(EXERCISE MATERIALS Opens)
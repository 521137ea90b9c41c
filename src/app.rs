//! Application startup and utilities.
//!
//! This module contains exit codes, tracing setup, and error hints
//! that support the main entry point.

use data_go_kr::config::{ConfigError, ValidationErrors};
use tracing::Level;
use tracing_subscriber::EnvFilter;

/// Application exit codes.
pub mod exit_code {
    use std::process::ExitCode;

    /// Success (exit code 0).
    pub const SUCCESS: ExitCode = ExitCode::SUCCESS;

    /// Configuration error (exit code 1) - invalid args, missing required fields, etc.
    pub const CONFIG_ERROR: ExitCode = ExitCode::FAILURE;

    /// Runtime error (exit code 2) - retries exhausted, rejected request, etc.
    ///
    /// Note: This is a function rather than a constant because `ExitCode::from()` is not `const fn`.
    pub fn runtime_error() -> ExitCode {
        ExitCode::from(2)
    }
}

/// Prints helpful hints for common configuration errors.
pub fn print_config_hint(errors: &ValidationErrors) {
    let mut suggest_init = false;

    for error in errors.errors() {
        match error {
            ConfigError::MissingRequired { hint, .. } => {
                eprintln!("  hint: {hint}");
                suggest_init = true;
            }
            ConfigError::FileRead { .. } => suggest_init = true,
            _ => {}
        }
    }

    if suggest_init {
        eprintln!("\nRun 'data-go-kr init' to generate a configuration template.");
    }
}

/// Sets up the tracing subscriber for logging.
///
/// Logs go to stderr so that stdout carries only the response body.
pub fn setup_tracing(verbose: bool) {
    let level = if verbose { Level::DEBUG } else { Level::WARN };

    let filter = EnvFilter::builder()
        .with_default_directive(level.into())
        .from_env_lossy();

    tracing_subscriber::fmt()
        .with_env_filter(filter)
        .with_target(false)
        .with_writer(std::io::stderr)
        .init();
}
(EXERCISE MATERIALS Closes)
§ **AIM OF THE TASK**: The response has to match the records above word for word.

§ **WRITTEN REPLY**:
repository 521137ea90b9c41c
filename src/app.rs
//! Application startup and utilities.
//!
//! This module contains exit codes, tracing setup, and error hints
//! that support the main entry point.

use data_go_kr::config::{ConfigError, ValidationErrors};
use tracing::Level;
use tracing_subscriber::EnvFilter;

/// Application exit codes.
pub mod exit_code {
    use std::process::ExitCode;

    /// Success (exit code 0).
    pub const SUCCESS: ExitCode = ExitCode::SUCCESS;

    /// Configuration error (exit code 1) - invalid args, missing required fields, etc.
    pub const CONFIG_ERROR: ExitCode = ExitCode::FAILURE;

    /// Runtime error (exit code 2) - retries exhausted, rejected request, etc.
    ///
    /// Note: This is a function rather than a constant because `ExitCode::from()` is not `const fn`.
    pub fn runtime_error() -> ExitCode {
        ExitCode::from(2)
    }
}

/// Prints helpful hints for common configuration errors.
pub fn print_config_hint(errors: &ValidationErrors) {
    let mut suggest_init = false;

    for error in errors.errors() {
        match error {
            ConfigError::MissingRequired { hint, .. } => {
                eprintln!("  hint: {hint}");
                suggest_init = true;
            }
            ConfigError::FileRead { .. } => suggest_init = true,
            _ => {}
        }
    }

    if suggest_init {
        eprintln!("\nRun 'data-go-kr init' to generate a configuration template.");
    }
}

/// Sets up the tracing subscriber for logging.
///
/// Logs go to stderr so that stdout carries only the response body.
pub fn setup_tracing(verbose: bool) {
    let level = if verbose { Level::DEBUG } else { Level::WARN };

    let filter = EnvFilter::builder()
        .with_default_directive(level.into())
        .from_env_lossy();

    tracing_subscriber::fmt()
        .with_env_filter(filter)
        .with_target(false)
        .with_writer(std::io::stderr)
        .init();
}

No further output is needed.